[Stored data]
use chrono::{DateTime, Utc};
use roomcalc_core::{RoomError, RoomResult};
use serde::Serialize;
use std::fmt;
use std::str::FromStr;
use uuid::Uuid;

use crate::geometry::{Dimensions, Metrics};

pub type RoomId = Uuid;

/// Numeric attribute of a room that statistics can be computed over.
#[derive(Debug, Clone, Copy, PartialEq, Eq, Hash, Serialize)]
#[serde(rename_all = "lowercase")]
pub enum Metric {
    Length,
    Width,
    Height,
    Perimeter,
    Area,
    Volume,
}

impl Metric {
    pub const ALL: [Metric; 6] = [
        Metric::Length,
        Metric::Width,
        Metric::Height,
        Metric::Perimeter,
        Metric::Area,
        Metric::Volume,
    ];

    pub fn as_str(&self) -> &'static str {
        match self {
            Metric::Length => "length",
            Metric::Width => "width",
            Metric::Height => "height",
            Metric::Perimeter => "perimeter",
            Metric::Area => "area",
            Metric::Volume => "volume",
        }
    }
}

impl fmt::Display for Metric {
    fn fmt(&self, f: &mut fmt::Formatter<'_>) -> fmt::Result {
        f.write_str(self.as_str())
    }
}

impl FromStr for Metric {
    type Err = RoomError;

    fn from_str(s: &str) -> Result<Self, Self::Err> {
        Metric::ALL
            .into_iter()
            .find(|m| m.as_str().eq_ignore_ascii_case(s.trim()))
            .ok_or_else(|| RoomError::Validation(format!("unknown metric '{}'", s)))
    }
}

/// A computed room record.
///
/// Metrics are derived once in the constructor and the fields are private, so
/// a `Room` can never be observed with metrics that disagree with its
/// dimensions.
#[derive(Debug, Clone, PartialEq, Eq, Serialize)]
pub struct Room {
    id: RoomId,
    length: u32,
    width: u32,
    height: u32,
    perimeter: u64,
    area: u64,
    volume: u64,
    created_at: DateTime<Utc>,
}

impl Room {
    pub fn new(length: u32, width: u32, height: u32) -> RoomResult<Self> {
        Self::from_dimensions(Dimensions::new(length, width, height)?)
    }

    pub fn from_dimensions(dims: Dimensions) -> RoomResult<Self> {
        let metrics = Metrics::compute(&dims)?;
        Ok(Self {
            id: Uuid::new_v4(),
            length: dims.length,
            width: dims.width,
            height: dims.height,
            perimeter: metrics.perimeter,
            area: metrics.area,
            volume: metrics.volume,
            created_at: Utc::now(),
        })
    }

    pub fn id(&self) -> RoomId {
        self.id
    }

    pub fn length(&self) -> u32 {
        self.length
    }

    pub fn width(&self) -> u32 {
        self.width
    }

    pub fn height(&self) -> u32 {
        self.height
    }

    pub fn perimeter(&self) -> u64 {
        self.perimeter
    }

    pub fn area(&self) -> u64 {
        self.area
    }

    pub fn volume(&self) -> u64 {
        self.volume
    }

    pub fn created_at(&self) -> DateTime<Utc> {
        self.created_at
    }

    pub fn dimensions(&self) -> Dimensions {
        Dimensions {
            length: self.length,
            width: self.width,
            height: self.height,
        }
    }

    pub fn metric(&self, metric: Metric) -> u64 {
        match metric {
            Metric::Length => u64::from(self.length),
            Metric::Width => u64::from(self.width),
            Metric::Height => u64::from(self.height),
            Metric::Perimeter => self.perimeter,
            Metric::Area => self.area,
            Metric::Volume => self.volume,
        }
    }
}

impl fmt::Display for Room {
    fn fmt(&self, f: &mut fmt::Formatter<'_>) -> fmt::Result {
        write!(
            f,
            "{}x{}x{} (perimeter {}, area {}, volume {})",
            self.length, self.width, self.height, self.perimeter, self.area, self.volume
        )
    }
}
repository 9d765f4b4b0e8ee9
pub mod run;
//! Geometry calculator and room factories.
//!
//! Turns raw dimension input into validated [`Dimensions`] and derives the
//! [`Metrics`] every [`Room`] carries. Nothing here is shared between threads.

use crate::Room;
use roomcalc_core::{RoomError, RoomResult};
use serde::Serialize;

#[derive(Debug, Clone, Copy, PartialEq, Eq, Serialize)]
pub struct Dimensions {
    pub length: u32,
    pub width: u32,
    pub height: u32,
}

impl Dimensions {
    /// Validate that every dimension is strictly positive.
    pub fn new(length: u32, width: u32, height: u32) -> RoomResult<Self> {
        for (name, value) in [("length", length), ("width", width), ("height", height)] {
            if value == 0 {
                return Err(RoomError::Validation(format!("{} must be positive", name)));
            }
        }
        Ok(Self {
            length,
            width,
            height,
        })
    }

    /// Parse three dimension strings written in the given radix.
    pub fn parse(length: &str, width: &str, height: &str, radix: u32) -> RoomResult<Self> {
        Self::new(
            parse_dimension("length", length, radix)?,
            parse_dimension("width", width, radix)?,
            parse_dimension("height", height, radix)?,
        )
    }
}

fn parse_dimension(name: &str, raw: &str, radix: u32) -> RoomResult<u32> {
    let trimmed = raw.trim();
    u32::from_str_radix(trimmed, radix).map_err(|e| {
        RoomError::Validation(format!(
            "invalid {} '{}' (base {}): {}",
            name, trimmed, radix, e
        ))
    })
}

#[derive(Debug, Clone, Copy, PartialEq, Eq, Serialize)]
pub struct Metrics {
    pub perimeter: u64,
    pub area: u64,
    pub volume: u64,
}

impl Metrics {
    pub fn compute(dims: &Dimensions) -> RoomResult<Self> {
        let length = u64::from(dims.length);
        let width = u64::from(dims.width);
        let height = u64::from(dims.height);

        let overflow = || RoomError::Validation("room dimensions overflow".to_string());

        // l + w and l * w cannot overflow u64 for u32 inputs; the volume can.
        let perimeter = 2 * (length + width);
        let area = length * width;
        let volume = area.checked_mul(height).ok_or_else(overflow)?;

        Ok(Self {
            perimeter,
            area,
            volume,
        })
    }
}

/// Builds rooms from textual dimension input.
pub trait RoomFactory: Send + Sync {
    fn create_room(&self, length: &str, width: &str, height: &str) -> RoomResult<Room>;
}

/// Factory that reads dimensions written in a fixed radix.
#[derive(Debug, Clone, Copy)]
pub struct RadixRoomFactory {
    radix: u32,
}

impl RadixRoomFactory {
    pub fn binary() -> Self {
        Self { radix: 2 }
    }

    pub fn decimal() -> Self {
        Self { radix: 10 }
    }

    pub fn radix(&self) -> u32 {
        self.radix
    }
}

impl RoomFactory for RadixRoomFactory {
    fn create_room(&self, length: &str, width: &str, height: &str) -> RoomResult<Room> {
        let dims = Dimensions::parse(length, width, height, self.radix)?;
        Room::from_dimensions(dims)
    }
}
use serde::Serialize;

#[derive(Serialize)]
pub struct CliResponse<T: Serialize> {
    pub success: bool,
    pub api_version: &'static str,
    #[serde(skip_serializing_if = "Option::is_none")]
    pub data: Option<T>,
    #[serde(skip_serializing_if = "Option::is_none")]
    pub error: Option<String>,
}

impl<T: Serialize> CliResponse<T> {
    pub fn success(data: T) -> Self {
        Self {
            success: true,
            api_version: env!("CARGO_PKG_VERSION"),
            data: Some(data),
            error: None,
        }
    }
}

impl CliResponse<()> {
    pub fn failure(message: impl Into<String>) -> Self {
        Self {
            success: false,
            api_version: env!("CARGO_PKG_VERSION"),
            data: None,
            error: Some(message.into()),
        }
    }
}

pub fn output_success<T: Serialize>(data: T) -> anyhow::Result<()> {
    println!("{}", serde_json::to_string(&CliResponse::success(data))?);
    Ok(())
}

/// Prints an error response to stderr and terminates with exit code 1.
pub fn output_error(message: &str) -> ! {
    match serde_json::to_string(&CliResponse::failure(message)) {
        Ok(json) => eprintln!("{}", json),
        Err(_) => eprintln!("{}", message),
    }
    std::process::exit(1);
}

#[cfg(test)]
mod tests {
    use super::*;

    #[test]
    fn test_success_envelope() {
        let json = serde_json::to_value(CliResponse::success(42)).unwrap();
        assert_eq!(json["success"], true);
        assert_eq!(json["data"], 42);
        assert!(json.get("error").is_none());
    }

    #[test]
    fn test_failure_envelope() {
        let json = serde_json::to_value(CliResponse::failure("bad input")).unwrap();
        assert_eq!(json["success"], false);
        assert_eq!(json["error"], "bad input");
        assert!(json.get("data").is_none());
    }
}
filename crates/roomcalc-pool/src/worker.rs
use crate::queue::{QueuedTask, TaskQueue};
use roomcalc_core::{RoomError, RoomResult};
use std::any::Any;
use std::panic::{catch_unwind, AssertUnwindSafe};
use std::sync::atomic::{AtomicU64, Ordering};
use std::sync::mpsc;
use std::sync::Arc;
use std::thread::{self, JoinHandle};

#[derive(Debug, Default)]
pub(crate) struct Counters {
    pub(crate) completed: AtomicU64,
    pub(crate) failed: AtomicU64,
}

pub(crate) struct Worker {
    pub(crate) id: usize,
    handle: Option<JoinHandle<()>>,
}

impl Worker {
    /// Spawn a worker thread that drains `queue` until it is closed and empty
    /// (or cancelled), then reports its id on `exited`.
    pub(crate) fn spawn(
        id: usize,
        queue: Arc<TaskQueue>,
        counters: Arc<Counters>,
        exited: mpsc::Sender<usize>,
    ) -> RoomResult<Self> {
        let handle = thread::Builder::new()
            .name(format!("roomcalc-worker-{}", id))
            .spawn(move || {
                tracing::debug!(worker = id, "Worker started");
                while let Some(job) = queue.pop() {
                    run_job(id, job, &counters);
                }
                tracing::debug!(worker = id, "Worker exiting");
                let _ = exited.send(id);
            })?;

        Ok(Self {
            id,
            handle: Some(handle),
        })
    }

    pub(crate) fn is_running(&self) -> bool {
        self.handle.is_some()
    }

    pub(crate) fn join(&mut self) {
        if let Some(handle) = self.handle.take() {
            if handle.join().is_err() {
                tracing::error!(worker = self.id, "Worker thread panicked");
            }
        }
    }

    /// Give up on the thread; it keeps running detached until its current
    /// task returns.
    pub(crate) fn abandon(&mut self) {
        self.handle.take();
    }
}

fn run_job(worker: usize, job: QueuedTask, counters: &Counters) {
    let task_id = job.id;
    let name = job.task.name();
    tracing::debug!(worker, task_id, "Running task '{}'", name);

    // The task is dropped inside the guard too, so a panicking `Drop` is
    // contained like a panicking `run`.
    let result = catch_unwind(AssertUnwindSafe(move || {
        let QueuedTask { task, .. } = job;
        task.run()
    }));

    match result {
        Ok(Ok(())) => {
            counters.completed.fetch_add(1, Ordering::SeqCst);
            tracing::debug!(worker, task_id, "Task '{}' completed", name);
        }
        Ok(Err(e)) => {
            counters.failed.fetch_add(1, Ordering::SeqCst);
            if e.is_recoverable() {
                tracing::warn!(worker, task_id, "Task '{}' failed: {}", name, e);
            } else {
                tracing::error!(worker, task_id, "Task '{}' failed: {}", name, e);
            }
        }
        Err(panic) => {
            counters.failed.fetch_add(1, Ordering::SeqCst);
            let err = RoomError::TaskFailed {
                task: name,
                message: panic_message(panic.as_ref()),
            };
            tracing::error!(worker, task_id, "{}", err);
        }
    }
}

pub(crate) fn panic_message(panic: &(dyn Any + Send)) -> String {
    if let Some(s) = panic.downcast_ref::<&str>() {
        s.to_string()
    } else if let Some(s) = panic.downcast_ref::<String>() {
        s.clone()
    } else {
        "Unknown panic".to_string()
    }
}

#[cfg(test)]
mod tests {
    use super::*;

    #[test]
    fn test_panic_message_extraction() {
        let caught = catch_unwind(|| panic!("static message")).unwrap_err();
        assert_eq!(panic_message(caught.as_ref()), "static message");

        let caught = catch_unwind(|| panic!("formatted {}", 7)).unwrap_err();
        assert_eq!(panic_message(caught.as_ref()), "formatted 7");

        let caught = catch_unwind(|| std::panic::panic_any(42u8)).unwrap_err();
        assert_eq!(panic_message(caught.as_ref()), "Unknown panic");
    }
}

◆ Exercise directions
Repeat only what lies between the first line of the data and the line containing "are private, so", both of those lines included, exactly as it stands.

◆ Result of this task
use chrono::{DateTime, Utc};
use roomcalc_core::{RoomError, RoomResult};
use serde::Serialize;
use std::fmt;
use std::str::FromStr;
use uuid::Uuid;

use crate::geometry::{Dimensions, Metrics};

pub type RoomId = Uuid;

/// Numeric attribute of a room that statistics can be computed over.
#[derive(Debug, Clone, Copy, PartialEq, Eq, Hash, Serialize)]
#[serde(rename_all = "lowercase")]
pub enum Metric {
    Length,
    Width,
    Height,
    Perimeter,
    Area,
    Volume,
}

impl Metric {
    pub const ALL: [Metric; 6] = [
        Metric::Length,
        Metric::Width,
        Metric::Height,
        Metric::Perimeter,
        Metric::Area,
        Metric::Volume,
    ];

    pub fn as_str(&self) -> &'static str {
        match self {
            Metric::Length => "length",
            Metric::Width => "width",
            Metric::Height => "height",
            Metric::Perimeter => "perimeter",
            Metric::Area => "area",
            Metric::Volume => "volume",
        }
    }
}

impl fmt::Display for Metric {
    fn fmt(&self, f: &mut fmt::Formatter<'_>) -> fmt::Result {
        f.write_str(self.as_str())
    }
}

impl FromStr for Metric {
    type Err = RoomError;

    fn from_str(s: &str) -> Result<Self, Self::Err> {
        Metric::ALL
            .into_iter()
            .find(|m| m.as_str().eq_ignore_ascii_case(s.trim()))
            .ok_or_else(|| RoomError::Validation(format!("unknown metric '{}'", s)))
    }
}

/// A computed room record.
///
/// Metrics are derived once in the constructor and the fields are private, so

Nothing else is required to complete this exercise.